• [Work to complete]:
When the string "PresignedUrl" occurs in a line of the records, show that line.

Stored data entries:
-------

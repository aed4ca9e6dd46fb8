//! In-process object store.
//!
//! Keeps every bucket as an ordered map of key → object bytes. Payloads are
//! fully buffered, so this backend is meant for development and tests.

use super::{
    ByteStream, MetadataTags, ObjectHead, ObjectStore, ProgressSink, PresignedUrl, PutOptions, StoreError,
    StoreResult, StoredObject, UrlProtocol, percent_of,
};
use async_trait::async_trait;
use axum::http::StatusCode;
use bytes::{Bytes, BytesMut};
use chrono::{DateTime, Utc};
use futures::{StreamExt, stream};
use std::{
    collections::{BTreeMap, HashMap},
    sync::Arc,
    time::Duration,
};
use tokio::sync::RwLock;
use tracing::debug;

#[derive(Clone)]
struct MemoryObject {
    data: Bytes,
    content_type: String,
    metadata: MetadataTags,
    last_modified: DateTime<Utc>,
}

type Buckets = HashMap<String, BTreeMap<String, MemoryObject>>;

#[derive(Clone, Default)]
pub struct MemoryStore {
    buckets: Arc<RwLock<Buckets>>,
}

impl MemoryStore {
    pub fn new() -> Self {
        Self::default()
    }

    async fn lookup(&self, bucket: &str, key: &str) -> StoreResult<MemoryObject> {
        let buckets = self.buckets.read().await;
        buckets
            .get(bucket)
            .ok_or_else(|| StoreError::BucketNotFound(bucket.to_string()))?
            .get(key)
            .cloned()
            .ok_or_else(|| StoreError::ObjectNotFound {
                bucket: bucket.to_string(),
                key: key.to_string(),
            })
    }
}

#[async_trait]
impl ObjectStore for MemoryStore {
    async fn list_buckets(&self) -> StoreResult<Vec<String>> {
        let mut names: Vec<String> = self.buckets.read().await.keys().cloned().collect();
        names.sort();
        Ok(names)
    }

    async fn create_bucket(&self, bucket: &str) -> StoreResult<()> {
        let mut buckets = self.buckets.write().await;
        if buckets.contains_key(bucket) {
            return Err(StoreError::BucketAlreadyExists(bucket.to_string()));
        }
        buckets.insert(bucket.to_string(), BTreeMap::new());
        debug!(bucket, "created in-memory bucket");
        Ok(())
    }

    async fn put_object(
        &self,
        bucket: &str,
        key: &str,
        mut body: ByteStream,
        options: PutOptions,
        progress: &dyn ProgressSink,
    ) -> StoreResult<()> {
        if !self.buckets.read().await.contains_key(bucket) {
            return Err(StoreError::BucketNotFound(bucket.to_string()));
        }

        progress.report(0);
        let mut buf = BytesMut::new();
        while let Some(chunk) = body.next().await {
            let chunk = chunk?;
            buf.extend_from_slice(&chunk);
            if let Some(total) = options.content_length {
                // 100 is only reported once the object is committed.
                progress.report(percent_of(buf.len() as u64, total).min(99));
            }
        }

        let object = MemoryObject {
            data: buf.freeze(),
            content_type: options.content_type,
            metadata: options.metadata,
            last_modified: Utc::now(),
        };

        self.buckets
            .write()
            .await
            .get_mut(bucket)
            .ok_or_else(|| StoreError::BucketNotFound(bucket.to_string()))?
            .insert(key.to_string(), object);

        progress.report(100);
        Ok(())
    }

    async fn get_object(&self, bucket: &str, key: &str) -> StoreResult<StoredObject> {
        let object = self.lookup(bucket, key).await?;
        Ok(StoredObject {
            key: key.to_string(),
            content_type: object.content_type,
            content_length: object.data.len() as u64,
            last_modified: object.last_modified,
            metadata: object.metadata,
            body: stream::once(async move { Ok(object.data) }).boxed(),
        })
    }

    async fn head_object(&self, bucket: &str, key: &str) -> StoreResult<ObjectHead> {
        let object = self.lookup(bucket, key).await?;
        Ok(ObjectHead {
            key: key.to_string(),
            content_type: object.content_type,
            content_length: object.data.len() as u64,
            last_modified: object.last_modified,
            metadata: object.metadata,
        })
    }

    async fn list_keys(&self, bucket: &str, prefix: &str) -> StoreResult<Vec<String>> {
        let buckets = self.buckets.read().await;
        let objects = buckets
            .get(bucket)
            .ok_or_else(|| StoreError::BucketNotFound(bucket.to_string()))?;
        Ok(objects
            .keys()
            .filter(|k| k.starts_with(prefix))
            .cloned()
            .collect())
    }

    async fn delete_object(&self, bucket: &str, key: &str) -> StoreResult<StatusCode> {
        let mut buckets = self.buckets.write().await;
        let objects = buckets
            .get_mut(bucket)
            .ok_or_else(|| StoreError::BucketNotFound(bucket.to_string()))?;
        Ok(match objects.remove(key) {
            Some(_) => StatusCode::NO_CONTENT,
            None => StatusCode::NOT_FOUND,
        })
    }

    async fn presign_get(
        &self,
        bucket: &str,
        key: &str,
        expires_in: Duration,
        protocol: UrlProtocol,
    ) -> StoreResult<PresignedUrl> {
        let expires_at = Utc::now()
            + chrono::Duration::from_std(expires_in).map_err(|err| StoreError::Presign {
                key: key.to_string(),
                reason: err.to_string(),
            })?;
        Ok(PresignedUrl {
            url: format!(
                "{}://memory.local/{}/{}?expires={}",
                protocol.scheme(),
                bucket,
                key,
                expires_at.timestamp()
            ),
            key: key.to_string(),
            expires_at,
        })
    }
}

-------

• [Exercise result]:
    ByteStream, MetadataTags, ObjectHead, ObjectStore, ProgressSink, PresignedUrl, PutOptions, StoreError,
    ) -> StoreResult<PresignedUrl> {
        Ok(PresignedUrl {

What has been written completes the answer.